"""

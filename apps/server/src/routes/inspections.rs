// This Source Code Form is subject to the terms of the Mozilla Public
// License, v. 2.0. If a copy of the MPL was not distributed with this
// file, You can obtain one at https://mozilla.org/MPL/2.0/.

//! Inspection list, creation form, detail, edit and delete.

use super::{secondary, slice};
use crate::error::WebError;
use crate::views::{self, escape};
use crate::AppState;
use axum::{
    extract::{Multipart, Path, Query, State},
    http::StatusCode,
    response::{Html, IntoResponse, Redirect, Response},
    Form,
};
use bimfm_client::queries::{self, ASSETS, ASSET_INSPECTIONS, ASSET_STATISTICS, IFC_FILE_ASSETS, INSPECTIONS};
use bimfm_client::{
    AssetFilter, Attachment, InspectionFilter, InspectionSubmission, Invalidation, Mutation, SubmissionError,
};
use bimfm_core::time::{format_date, format_datetime};
use bimfm_core::{
    unnamed_asset, Asset, Inspection, InspectionDraft, InspectionUpdateDraft, Severity, ValidationErrors,
};
use rustc_hash::FxHashMap;
use serde::Deserialize;
use std::fmt::Write;

/// GET /inspections - All inspections, newest first.
pub async fn list(State(state): State<AppState>) -> Result<Html<String>, WebError> {
    let inspections_query = queries::inspections(&state.api, InspectionFilter::default());
    let (inspections, assets) = tokio::join!(
        state.cache.fetch(&inspections_query),
        secondary(&state.cache, queries::assets(&state.api, AssetFilter::default())),
    );
    let inspections = inspections?;
    let names: FxHashMap<i64, String> = slice(&assets).iter().map(|a| (a.id, a.display_name())).collect();

    let mut body = String::from(
        "<div class=\"inspections\">\n<div class=\"inspections-header\"><h1>Inspeções</h1>\
         <a href=\"/inspections/new\" class=\"btn-primary\">+ Nova Inspeção</a></div>\n",
    );

    if inspections.is_empty() {
        body.push_str(
            "<div class=\"empty-state\"><p>Nenhuma inspeção cadastrada.</p>\
             <a href=\"/inspections/new\" class=\"btn-primary\">Criar Primeira Inspeção</a></div>\n</div>",
        );
        return Ok(views::layout("Inspeções", "/inspections", &body));
    }

    body.push_str(
        "<table class=\"inspections-table\"><thead><tr><th>Código</th><th>Ativo</th><th>Data</th>\
         <th>Local</th><th>Status</th><th>Ações</th></tr></thead><tbody>\n",
    );
    for inspection in inspections.iter() {
        let asset_name = names
            .get(&inspection.asset_id)
            .cloned()
            .unwrap_or_else(|| unnamed_asset(inspection.asset_id));
        let mut status = String::new();
        if inspection.has_pathology {
            status.push_str(&views::badge("Patologia", "#e74c3c"));
            status.push(' ');
            status.push_str(&views::severity_badge(inspection.severity));
        } else {
            status.push_str(&views::badge("OK", "#27ae60"));
        }
        if inspection.ai_analysis_performed {
            status.push(' ');
            status.push_str(&views::badge("IA", "#8e44ad"));
        }
        let _ = writeln!(
            body,
            "<tr><td><a href=\"/inspections/{id}\" class=\"inspection-code\">{code}</a></td>\
             <td><a href=\"/assets/{asset_id}\">{asset}</a></td><td>{date}</td><td>{location}</td><td>{status}</td>\
             <td><a href=\"/inspections/{id}\">Ver</a> \
             <form method=\"post\" action=\"/inspections/{id}/delete\" class=\"inline-form\" \
             onsubmit=\"return confirm('Excluir esta inspeção?')\"><button type=\"submit\" class=\"btn-danger\">Excluir</button></form></td></tr>",
            id = inspection.id,
            code = escape(&inspection.code),
            asset_id = inspection.asset_id,
            asset = escape(&asset_name),
            date = format_date(&inspection.inspection_date),
            location = escape(&inspection.location),
            status = status,
        );
    }
    body.push_str("</tbody></table>\n</div>");

    Ok(views::layout("Inspeções", "/inspections", &body))
}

"""

[Activity] Please reproduce all of the entries exactly as they stand.

[Answer area]
filename apps/server/src/routes/inspections.rs
// This Source Code Form is subject to the terms of the Mozilla Public
// License, v. 2.0. If a copy of the MPL was not distributed with this
// file, You can obtain one at https://mozilla.org/MPL/2.0/.

//! Inspection list, creation form, detail, edit and delete.

use super::{secondary, slice};
use crate::error::WebError;
use crate::views::{self, escape};
use crate::AppState;
use axum::{
    extract::{Multipart, Path, Query, State},
    http::StatusCode,
    response::{Html, IntoResponse, Redirect, Response},
    Form,
};
use bimfm_client::queries::{self, ASSETS, ASSET_INSPECTIONS, ASSET_STATISTICS, IFC_FILE_ASSETS, INSPECTIONS};
use bimfm_client::{
    AssetFilter, Attachment, InspectionFilter, InspectionSubmission, Invalidation, Mutation, SubmissionError,
};
use bimfm_core::time::{format_date, format_datetime};
use bimfm_core::{
    unnamed_asset, Asset, Inspection, InspectionDraft, InspectionUpdateDraft, Severity, ValidationErrors,
};
use rustc_hash::FxHashMap;
use serde::Deserialize;
use std::fmt::Write;

/// GET /inspections - All inspections, newest first.
pub async fn list(State(state): State<AppState>) -> Result<Html<String>, WebError> {
    let inspections_query = queries::inspections(&state.api, InspectionFilter::default());
    let (inspections, assets) = tokio::join!(
        state.cache.fetch(&inspections_query),
        secondary(&state.cache, queries::assets(&state.api, AssetFilter::default())),
    );
    let inspections = inspections?;
    let names: FxHashMap<i64, String> = slice(&assets).iter().map(|a| (a.id, a.display_name())).collect();

    let mut body = String::from(
        "<div class=\"inspections\">\n<div class=\"inspections-header\"><h1>Inspeções</h1>\
         <a href=\"/inspections/new\" class=\"btn-primary\">+ Nova Inspeção</a></div>\n",
    );

    if inspections.is_empty() {
        body.push_str(
            "<div class=\"empty-state\"><p>Nenhuma inspeção cadastrada.</p>\
             <a href=\"/inspections/new\" class=\"btn-primary\">Criar Primeira Inspeção</a></div>\n</div>",
        );
        return Ok(views::layout("Inspeções", "/inspections", &body));
    }

    body.push_str(
        "<table class=\"inspections-table\"><thead><tr><th>Código</th><th>Ativo</th><th>Data</th>\
         <th>Local</th><th>Status</th><th>Ações</th></tr></thead><tbody>\n",
    );
    for inspection in inspections.iter() {
        let asset_name = names
            .get(&inspection.asset_id)
            .cloned()
            .unwrap_or_else(|| unnamed_asset(inspection.asset_id));
        let mut status = String::new();
        if inspection.has_pathology {
            status.push_str(&views::badge("Patologia", "#e74c3c"));
            status.push(' ');
            status.push_str(&views::severity_badge(inspection.severity));
        } else {
            status.push_str(&views::badge("OK", "#27ae60"));
        }
        if inspection.ai_analysis_performed {
            status.push(' ');
            status.push_str(&views::badge("IA", "#8e44ad"));
        }
        let _ = writeln!(
            body,
            "<tr><td><a href=\"/inspections/{id}\" class=\"inspection-code\">{code}</a></td>\
             <td><a href=\"/assets/{asset_id}\">{asset}</a></td><td>{date}</td><td>{location}</td><td>{status}</td>\
             <td><a href=\"/inspections/{id}\">Ver</a> \
             <form method=\"post\" action=\"/inspections/{id}/delete\" class=\"inline-form\" \
             onsubmit=\"return confirm('Excluir esta inspeção?')\"><button type=\"submit\" class=\"btn-danger\">Excluir</button></form></td></tr>",
            id = inspection.id,
            code = escape(&inspection.code),
            asset_id = inspection.asset_id,
            asset = escape(&asset_name),
            date = format_date(&inspection.inspection_date),
            location = escape(&inspection.location),
            status = status,
        );
    }
    body.push_str("</tbody></table>\n</div>");

    Ok(views::layout("Inspeções", "/inspections", &body))
}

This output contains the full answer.